A Moment of Self-Discovery
For as long as I can remember, I have taken a keen interest in North American Aboriginal ("Indian") history. For whatever reason, I developed early on empathy toward North American Aboriginal people and an interest in their cultures of long ago. At age ten, a comic book titled Indian Chief was my hands- down favourite; and I well recall my feelings of profound disappointment and dismay whenever the Indians lost out to the cowboys and the cavalry (which they always did) in the Wild West movie shows of my benighted childhood.
Once in university, I chose archaeology as my career because that way I could pursue my desire to explore and learn first-hand about Aboriginal history. For many years I was, and quite frankly still am, at a loss to explain this abiding fascination of the Aboriginal past. My upbringing as an Air Force brat was strictly mainstream Canadian; never once was it suggested to me by my parents or relatives that my heritage was anything but European.
In the summer of 2001, my wife and I were visiting family in Nova Scotia. Shortly before we were scheduled to return home to Winnipeg, a major disruption in airline scheduling (9/11) left us temporarily stranded. As it turned out, this unanticipated turn of events was to prove instrumental to my coming face-to-face with a hitherto unfamiliar aspect of my roots. With my holidays now unexpectedly prolonged for several more days, I decided on a whim to visit a cousin of mine who lived in the community that I was visiting.

It so happened that I had never seen a photograph of my paternal grandfather, and I wondered if my cousin might have one to show me. Well, not only did he have a picture of my/our grandfather; he also had a pair of ancient tintype photographs of the old man's parents (our shared great-grandparents) as well. In a fraction of a second and entirely by accident, I learned something about myself for which I was totally unprepared: upon seeing the image of my great- grandmother, it was immediately clear from her facial features and complexion that the young woman gazing out at me (over my left shoulder, actually) was Aboriginal. I pressed my cousin for assurance that the woman in the heirloom picture was truly who he said it was and not someone else, and he was insistent that she was indeed our ancestor.

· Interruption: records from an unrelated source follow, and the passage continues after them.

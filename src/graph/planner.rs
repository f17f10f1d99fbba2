use tracing::debug;

use super::topology::{GraphTopology, Param, StageKind};
use crate::{dsp::NoiseKind, patch::ParameterSet};

/*
Signal Graph Planner
====================

Turns a parameter snapshot into the stages and connections the engine
should run. The main chain never changes shape:

  source → distortion → [resonators] → filter → [tremolo] → gain → analyser → out

Two flags decide what goes in the brackets.


Resonator Bank (metallic noise)
-------------------------------

Metallic noise gets five narrow peaking filters in PARALLEL, plus a
bypass, so the partials ring on top of the unfiltered signal:

                    ┌→ peak 1200 Hz ─┐
                    ├→ peak 2400 Hz ─┤
  distortion → in ──┼→ peak 3600 Hz ─┼→ out → filter
                    ├→ peak 4800 Hz ─┤
                    ├→ peak 6000 Hz ─┤
                    └────────────────┘  (bypass)

In series the boosts would stack into one very loud, very thin band.


Modulation
----------

One sine modulator runs at mod_speed and feeds two independent scaled
taps:

  modulator ─→ depth × 1000 ─→ filter.frequency       (filter | both)
            └→ depth × 0.5  ─→ tremolo.gain           (tremolo | both)

The ×1000 tap always exists; with mod_type = none (or tremolo) nothing
consumes it. The tremolo stage itself is only inserted when its route
is active.
*/

/// Centre frequencies of the metallic resonator bank.
pub const RESONATOR_FREQUENCIES: [f32; 5] = [1200.0, 2400.0, 3600.0, 4800.0, 6000.0];
pub const RESONATOR_Q: f32 = 10.0;
pub const RESONATOR_GAIN_DB: f32 = 15.0;

/// Modulation depth → Hz of filter sweep.
pub const FILTER_MOD_SCALE: f32 = 1000.0;
/// Modulation depth → tremolo gain swing.
pub const TREMOLO_MOD_SCALE: f32 = 0.5;

pub const ANALYSER_FFT_SIZE: usize = 2048;

/// Build the topology for `params`. Total: every parameter set plans.
pub fn plan(params: &ParameterSet) -> GraphTopology {
    let mut graph = GraphTopology::new();

    // 1. Source → Distortion
    let source = graph.add(StageKind::Source);
    let distortion = graph.add(StageKind::Distortion {
        amount: params.distortion_amount,
        oversample: params.distortion_oversample,
    });
    graph.connect(source, distortion);

    // 2. Optional parallel resonator bank
    let pre_filter = if params.noise_kind == NoiseKind::Metallic {
        let input = graph.add(StageKind::ResonatorInput);
        let resonators: Vec<_> = RESONATOR_FREQUENCIES
            .iter()
            .map(|&frequency| {
                graph.add(StageKind::Resonator {
                    frequency,
                    q: RESONATOR_Q,
                    gain_db: RESONATOR_GAIN_DB,
                })
            })
            .collect();
        let output = graph.add(StageKind::ResonatorOutput);

        graph.connect(distortion, input);
        for resonator in resonators {
            graph.connect(input, resonator);
            graph.connect(resonator, output);
        }
        graph.connect(input, output);
        output
    } else {
        distortion
    };

    let filter = graph.add(StageKind::Filter {
        filter_type: params.filter_type,
        frequency: params.filter_frequency,
        q: params.filter_q,
    });
    graph.connect(pre_filter, filter);

    // 6. Shared modulator, always present
    let modulator = graph.add(StageKind::Modulator {
        frequency: params.mod_speed,
    });
    let depth = graph.add(StageKind::ModulationDepth {
        gain: params.mod_depth * FILTER_MOD_SCALE,
    });
    graph.connect(modulator, depth);

    let gain = graph.add(StageKind::Gain {
        gain: params.volume,
    });

    // 3. Optional tremolo between filter and gain
    if params.mod_type.has_tremolo() {
        let tremolo = graph.add(StageKind::TremoloGain);
        let tremolo_depth = graph.add(StageKind::TremoloDepth {
            gain: params.mod_depth * TREMOLO_MOD_SCALE,
        });
        graph.connect(modulator, tremolo_depth);
        graph.connect_param(tremolo_depth, tremolo, Param::Gain);
        graph.connect(filter, tremolo);
        graph.connect(tremolo, gain);
    } else {
        graph.connect(filter, gain);
    }

    // 4. Optional filter sweep, independent of the tremolo
    if params.mod_type.has_filter_mod() {
        graph.connect_param(depth, filter, Param::Frequency);
    }

    // 5. Gain → Analyser → Destination
    let analyser = graph.add(StageKind::Analyser {
        fft_size: ANALYSER_FFT_SIZE,
    });
    let destination = graph.add(StageKind::Destination);
    graph.connect(gain, analyser);
    graph.connect(analyser, destination);

    debug!(
        noise = params.noise_kind.name(),
        mod_type = params.mod_type.name(),
        stages = graph.stages().len(),
        connections = graph.connections().len(),
        "planned signal graph"
    );

    graph
}

#[cfg(test)]
mod tests {
    use super::*;
    use crate::{
        graph::topology::{StageId, Target},
        patch::{BuiltinPreset, ModType},
    };

    fn params(noise_kind: NoiseKind, mod_type: ModType) -> ParameterSet {
        ParameterSet {
            noise_kind,
            mod_type,
            ..ParameterSet::default()
        }
    }

    fn id(graph: &GraphTopology, pred: impl Fn(&StageKind) -> bool) -> StageId {
        graph.find(pred).expect("stage missing")
    }

    #[test]
    fn metallic_gets_parallel_resonators() {
        let graph = plan(&params(NoiseKind::Metallic, ModType::None));
        let resonators = graph.find_all(StageKind::is_resonator);
        assert_eq!(resonators.len(), 5);

        let input = id(&graph, |k| matches!(k, StageKind::ResonatorInput));
        let output = id(&graph, |k| matches!(k, StageKind::ResonatorOutput));

        for &r in &resonators {
            assert_eq!(graph.inputs_of(r), vec![input], "resonator fed by bank input only");
            assert_eq!(graph.outputs_of(r), vec![output], "resonator feeds bank output only");
        }
        assert!(graph.is_connected(input, output, Target::Input), "bypass path");
        assert_eq!(graph.inputs_of(output).len(), 6);
    }

    #[test]
    fn resonator_settings_are_fixed() {
        let graph = plan(&params(NoiseKind::Metallic, ModType::Both));
        let freqs: Vec<f32> = graph
            .stages()
            .iter()
            .filter_map(|s| match s.kind {
                StageKind::Resonator { frequency, q, gain_db } => {
                    assert_eq!(q, 10.0);
                    assert_eq!(gain_db, 15.0);
                    Some(frequency)
                }
                _ => None,
            })
            .collect();
        assert_eq!(freqs, RESONATOR_FREQUENCIES.to_vec());
    }

    #[test]
    fn other_kinds_skip_the_bank() {
        for kind in [NoiseKind::White, NoiseKind::Pink, NoiseKind::Brown] {
            let graph = plan(&params(kind, ModType::Both));
            assert_eq!(graph.count(StageKind::is_resonator), 0);
            assert_eq!(graph.count(|k| matches!(k, StageKind::ResonatorInput)), 0);

            let distortion = id(&graph, |k| matches!(k, StageKind::Distortion { .. }));
            let filter = id(&graph, |k| matches!(k, StageKind::Filter { .. }));
            assert!(graph.is_connected(distortion, filter, Target::Input));
        }
    }

    #[test]
    fn both_adds_tremolo_and_filter_sweep() {
        let graph = plan(&params(NoiseKind::White, ModType::Both));

        let filter = id(&graph, |k| matches!(k, StageKind::Filter { .. }));
        let tremolo = id(&graph, |k| matches!(k, StageKind::TremoloGain));
        let gain = id(&graph, |k| matches!(k, StageKind::Gain { .. }));
        let depth = id(&graph, |k| matches!(k, StageKind::ModulationDepth { .. }));
        let tremolo_depth = id(&graph, |k| matches!(k, StageKind::TremoloDepth { .. }));

        assert!(graph.is_connected(filter, tremolo, Target::Input));
        assert!(graph.is_connected(tremolo, gain, Target::Input));
        assert!(!graph.is_connected(filter, gain, Target::Input));
        assert!(graph.is_connected(depth, filter, Target::Param(Param::Frequency)));
        assert!(graph.is_connected(tremolo_depth, tremolo, Target::Param(Param::Gain)));
    }

    #[test]
    fn none_leaves_modulator_unconsumed() {
        let graph = plan(&params(NoiseKind::White, ModType::None));

        let filter = id(&graph, |k| matches!(k, StageKind::Filter { .. }));
        let gain = id(&graph, |k| matches!(k, StageKind::Gain { .. }));
        let depth = id(&graph, |k| matches!(k, StageKind::ModulationDepth { .. }));

        assert!(graph.is_connected(filter, gain, Target::Input));
        assert_eq!(graph.count(|k| matches!(k, StageKind::TremoloGain)), 0);
        assert!(graph.outputs_of(depth).is_empty());
        assert!(graph
            .connections()
            .iter()
            .all(|c| !matches!(c.target, Target::Param(_))));
    }

    #[test]
    fn routes_are_independent() {
        let tremolo = plan(&params(NoiseKind::Pink, ModType::Tremolo));
        let filter = id(&tremolo, |k| matches!(k, StageKind::Filter { .. }));
        assert!(tremolo.param_inputs_of(filter, Param::Frequency).is_empty());
        assert_eq!(tremolo.count(|k| matches!(k, StageKind::TremoloGain)), 1);

        let sweep = plan(&params(NoiseKind::Pink, ModType::Filter));
        let filter = id(&sweep, |k| matches!(k, StageKind::Filter { .. }));
        assert_eq!(sweep.param_inputs_of(filter, Param::Frequency).len(), 1);
        assert_eq!(sweep.count(|k| matches!(k, StageKind::TremoloGain)), 0);
    }

    #[test]
    fn single_source_and_destination_for_every_shape() {
        for kind in NoiseKind::ALL {
            for mod_type in ModType::ALL {
                let graph = plan(&params(kind, mod_type));
                assert_eq!(graph.count(|k| matches!(k, StageKind::Source)), 1);
                assert_eq!(graph.count(|k| matches!(k, StageKind::Destination)), 1);
                assert!(graph.topological_order().is_ok());

                let source = id(&graph, |k| matches!(k, StageKind::Source));
                let dest = id(&graph, |k| matches!(k, StageKind::Destination));
                let paths = graph.audio_paths(source, dest);
                let expected = if kind == NoiseKind::Metallic { 6 } else { 1 };
                assert_eq!(paths.len(), expected, "{:?}/{:?}", kind, mod_type);
            }
        }
    }

    #[test]
    fn stage_settings_come_from_params() {
        let p = BuiltinPreset::Extreme.params();
        let graph = plan(&p);

        let filter = id(&graph, |k| matches!(k, StageKind::Filter { .. }));
        assert_eq!(
            graph.stage(filter).unwrap().kind,
            StageKind::Filter {
                filter_type: p.filter_type,
                frequency: 1000.0,
                q: 12.0
            }
        );

        let depth = id(&graph, |k| matches!(k, StageKind::ModulationDepth { .. }));
        match graph.stage(depth).unwrap().kind {
            StageKind::ModulationDepth { gain } => assert!((gain - 900.0).abs() < 1e-3),
            _ => unreachable!(),
        }
        let tremolo_depth = id(&graph, |k| matches!(k, StageKind::TremoloDepth { .. }));
        match graph.stage(tremolo_depth).unwrap().kind {
            StageKind::TremoloDepth { gain } => assert!((gain - 0.45).abs() < 1e-6),
            _ => unreachable!(),
        }
    }
}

Had I been more familiar at the time with my genealogy and family history, such a revelation would have come as no surprise. My ancestry on my father's side is Acadian, and subsequent historiography disclosed to me that intermarriage between the Acadians and the Mi'kmaq people of the Maritimes was quite common during the centuries following the first arrival of the French in eastern Canada. Indeed, Father Pierre Maillard, the celebrated "Apostle to the Micmacs," had written in 1753 that he did not expect more than 50 years would pass before the French colonists would be so mixed with the Indigenous population that it would be impossible to tell them apart in terms of physical appearance.
My ancestral community from as far back as the 1760s is situated in what had long been an important summer meeting place and the site of a Christian mission for Segepenegatig Mi'kmaq on Nova Scotia's Eastern Shore. The historical records make it clear that the Acadian settlers and the Natives were frequently on good terms with each other at that locality and elsewhere in what is now Nova Scotia, and that intermarriage was often the outcome.
So, at the age of 56, I learned something that I had never before even remotely suspected: I am Metis and hence of Aboriginal descent. That, of course, doesn't explain my interest in "Indians" during my early uninformed childhood, but the coincidence and the irony are there nonetheless.
[NOTE: Leo Pettipas is a world-renown anthropologist and archaeologist residing in Winnipeg, Manitoba. He was born in Chezzetcook, Nova Scotia and moved west for his education and career. He was inducted into the Les Guédry et Petitpas d'Asteur Circle of Distinction in 2015.]